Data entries
· · · · ·

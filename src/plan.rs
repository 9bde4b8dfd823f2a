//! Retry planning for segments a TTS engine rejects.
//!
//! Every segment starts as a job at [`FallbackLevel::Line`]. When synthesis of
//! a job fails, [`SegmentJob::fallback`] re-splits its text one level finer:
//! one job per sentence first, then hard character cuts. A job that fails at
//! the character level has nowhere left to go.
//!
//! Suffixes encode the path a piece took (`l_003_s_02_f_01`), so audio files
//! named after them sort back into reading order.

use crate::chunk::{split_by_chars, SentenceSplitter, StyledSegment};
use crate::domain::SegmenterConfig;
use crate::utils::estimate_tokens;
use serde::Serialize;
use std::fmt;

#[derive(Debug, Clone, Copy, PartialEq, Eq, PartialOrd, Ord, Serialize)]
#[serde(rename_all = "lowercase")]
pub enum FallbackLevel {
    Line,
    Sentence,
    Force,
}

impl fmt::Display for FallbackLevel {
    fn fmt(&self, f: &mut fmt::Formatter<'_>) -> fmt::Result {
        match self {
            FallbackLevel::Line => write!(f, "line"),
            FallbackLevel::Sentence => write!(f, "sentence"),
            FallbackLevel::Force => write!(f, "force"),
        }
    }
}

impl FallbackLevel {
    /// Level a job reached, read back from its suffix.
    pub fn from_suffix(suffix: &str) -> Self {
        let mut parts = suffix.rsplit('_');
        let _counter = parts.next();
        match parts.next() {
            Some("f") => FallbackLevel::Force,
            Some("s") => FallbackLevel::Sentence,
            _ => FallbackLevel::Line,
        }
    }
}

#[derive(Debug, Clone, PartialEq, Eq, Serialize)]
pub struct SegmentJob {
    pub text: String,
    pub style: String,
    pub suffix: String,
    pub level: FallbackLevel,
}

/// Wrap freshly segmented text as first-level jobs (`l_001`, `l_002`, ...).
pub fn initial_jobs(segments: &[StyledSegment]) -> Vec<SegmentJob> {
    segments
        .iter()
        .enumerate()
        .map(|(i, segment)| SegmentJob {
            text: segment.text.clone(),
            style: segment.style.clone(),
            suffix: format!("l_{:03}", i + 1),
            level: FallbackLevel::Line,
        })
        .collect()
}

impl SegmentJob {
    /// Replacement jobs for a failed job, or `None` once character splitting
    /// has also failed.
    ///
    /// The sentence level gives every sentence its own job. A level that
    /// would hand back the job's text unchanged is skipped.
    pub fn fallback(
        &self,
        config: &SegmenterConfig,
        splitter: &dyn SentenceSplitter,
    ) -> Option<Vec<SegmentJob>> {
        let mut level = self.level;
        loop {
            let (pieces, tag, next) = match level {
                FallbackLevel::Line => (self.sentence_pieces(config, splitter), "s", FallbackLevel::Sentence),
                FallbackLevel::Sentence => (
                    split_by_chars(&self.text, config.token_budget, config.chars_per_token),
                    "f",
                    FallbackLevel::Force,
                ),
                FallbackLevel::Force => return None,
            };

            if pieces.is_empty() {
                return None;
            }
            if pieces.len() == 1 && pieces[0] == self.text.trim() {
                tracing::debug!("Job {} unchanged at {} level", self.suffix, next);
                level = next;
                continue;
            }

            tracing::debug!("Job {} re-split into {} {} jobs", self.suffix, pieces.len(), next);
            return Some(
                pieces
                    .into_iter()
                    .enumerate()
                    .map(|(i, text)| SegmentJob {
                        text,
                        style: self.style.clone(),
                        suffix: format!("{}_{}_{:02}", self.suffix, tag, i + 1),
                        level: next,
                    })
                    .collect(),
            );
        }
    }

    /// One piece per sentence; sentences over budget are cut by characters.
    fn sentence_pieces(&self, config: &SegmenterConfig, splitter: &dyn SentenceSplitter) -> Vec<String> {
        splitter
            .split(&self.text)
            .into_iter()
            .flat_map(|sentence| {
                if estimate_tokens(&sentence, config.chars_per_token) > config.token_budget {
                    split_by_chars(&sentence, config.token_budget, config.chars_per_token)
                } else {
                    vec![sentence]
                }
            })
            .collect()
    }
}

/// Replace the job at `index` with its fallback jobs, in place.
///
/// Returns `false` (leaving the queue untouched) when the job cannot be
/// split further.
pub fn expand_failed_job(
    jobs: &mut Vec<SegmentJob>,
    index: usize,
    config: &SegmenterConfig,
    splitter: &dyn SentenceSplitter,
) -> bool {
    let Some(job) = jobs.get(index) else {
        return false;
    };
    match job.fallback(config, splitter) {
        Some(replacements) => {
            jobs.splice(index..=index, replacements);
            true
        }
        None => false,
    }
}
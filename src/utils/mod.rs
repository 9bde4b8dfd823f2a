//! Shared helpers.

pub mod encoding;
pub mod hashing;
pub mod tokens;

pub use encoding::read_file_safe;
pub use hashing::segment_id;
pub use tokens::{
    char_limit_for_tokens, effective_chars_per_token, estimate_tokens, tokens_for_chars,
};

· · · · ·

» **REQUIRED WORK**: Could you reproduce the data above exactly as given?

» **YOUR RESPONSE**:
filename src/plan.rs
repository 9bde4b8dfd823f2a
//! Retry planning for segments a TTS engine rejects.
//!
//! Every segment starts as a job at [`FallbackLevel::Line`]. When synthesis of
//! a job fails, [`SegmentJob::fallback`] re-splits its text one level finer:
//! one job per sentence first, then hard character cuts. A job that fails at
//! the character level has nowhere left to go.
//!
//! Suffixes encode the path a piece took (`l_003_s_02_f_01`), so audio files
//! named after them sort back into reading order.

use crate::chunk::{split_by_chars, SentenceSplitter, StyledSegment};
use crate::domain::SegmenterConfig;
use crate::utils::estimate_tokens;
use serde::Serialize;
use std::fmt;

#[derive(Debug, Clone, Copy, PartialEq, Eq, PartialOrd, Ord, Serialize)]
#[serde(rename_all = "lowercase")]
pub enum FallbackLevel {
    Line,
    Sentence,
    Force,
}

impl fmt::Display for FallbackLevel {
    fn fmt(&self, f: &mut fmt::Formatter<'_>) -> fmt::Result {
        match self {
            FallbackLevel::Line => write!(f, "line"),
            FallbackLevel::Sentence => write!(f, "sentence"),
            FallbackLevel::Force => write!(f, "force"),
        }
    }
}

impl FallbackLevel {
    /// Level a job reached, read back from its suffix.
    pub fn from_suffix(suffix: &str) -> Self {
        let mut parts = suffix.rsplit('_');
        let _counter = parts.next();
        match parts.next() {
            Some("f") => FallbackLevel::Force,
            Some("s") => FallbackLevel::Sentence,
            _ => FallbackLevel::Line,
        }
    }
}

#[derive(Debug, Clone, PartialEq, Eq, Serialize)]
pub struct SegmentJob {
    pub text: String,
    pub style: String,
    pub suffix: String,
    pub level: FallbackLevel,
}

/// Wrap freshly segmented text as first-level jobs (`l_001`, `l_002`, ...).
pub fn initial_jobs(segments: &[StyledSegment]) -> Vec<SegmentJob> {
    segments
        .iter()
        .enumerate()
        .map(|(i, segment)| SegmentJob {
            text: segment.text.clone(),
            style: segment.style.clone(),
            suffix: format!("l_{:03}", i + 1),
            level: FallbackLevel::Line,
        })
        .collect()
}

impl SegmentJob {
    /// Replacement jobs for a failed job, or `None` once character splitting
    /// has also failed.
    ///
    /// The sentence level gives every sentence its own job. A level that
    /// would hand back the job's text unchanged is skipped.
    pub fn fallback(
        &self,
        config: &SegmenterConfig,
        splitter: &dyn SentenceSplitter,
    ) -> Option<Vec<SegmentJob>> {
        let mut level = self.level;
        loop {
            let (pieces, tag, next) = match level {
                FallbackLevel::Line => (self.sentence_pieces(config, splitter), "s", FallbackLevel::Sentence),
                FallbackLevel::Sentence => (
                    split_by_chars(&self.text, config.token_budget, config.chars_per_token),
                    "f",
                    FallbackLevel::Force,
                ),
                FallbackLevel::Force => return None,
            };

            if pieces.is_empty() {
                return None;
            }
            if pieces.len() == 1 && pieces[0] == self.text.trim() {
                tracing::debug!("Job {} unchanged at {} level", self.suffix, next);
                level = next;
                continue;
            }

            tracing::debug!("Job {} re-split into {} {} jobs", self.suffix, pieces.len(), next);
            return Some(
                pieces
                    .into_iter()
                    .enumerate()
                    .map(|(i, text)| SegmentJob {
                        text,
                        style: self.style.clone(),
                        suffix: format!("{}_{}_{:02}", self.suffix, tag, i + 1),
                        level: next,
                    })
                    .collect(),
            );
        }
    }

    /// One piece per sentence; sentences over budget are cut by characters.
    fn sentence_pieces(&self, config: &SegmenterConfig, splitter: &dyn SentenceSplitter) -> Vec<String> {
        splitter
            .split(&self.text)
            .into_iter()
            .flat_map(|sentence| {
                if estimate_tokens(&sentence, config.chars_per_token) > config.token_budget {
                    split_by_chars(&sentence, config.token_budget, config.chars_per_token)
                } else {
                    vec![sentence]
                }
            })
            .collect()
    }
}

/// Replace the job at `index` with its fallback jobs, in place.
///
/// Returns `false` (leaving the queue untouched) when the job cannot be
/// split further.
pub fn expand_failed_job(
    jobs: &mut Vec<SegmentJob>,
    index: usize,
    config: &SegmenterConfig,
    splitter: &dyn SentenceSplitter,
) -> bool {
    let Some(job) = jobs.get(index) else {
        return false;
    };
    match job.fallback(config, splitter) {
        Some(replacements) => {
            jobs.splice(index..=index, replacements);
            true
        }
        None => false,
    }
}
filename src/utils/mod.rs
repository 9bde4b8dfd823f2a
//! Shared helpers.

pub mod encoding;
pub mod hashing;
pub mod tokens;

pub use encoding::read_file_safe;
pub use hashing::segment_id;
pub use tokens::{
    char_limit_for_tokens, effective_chars_per_token, estimate_tokens, tokens_for_chars,
};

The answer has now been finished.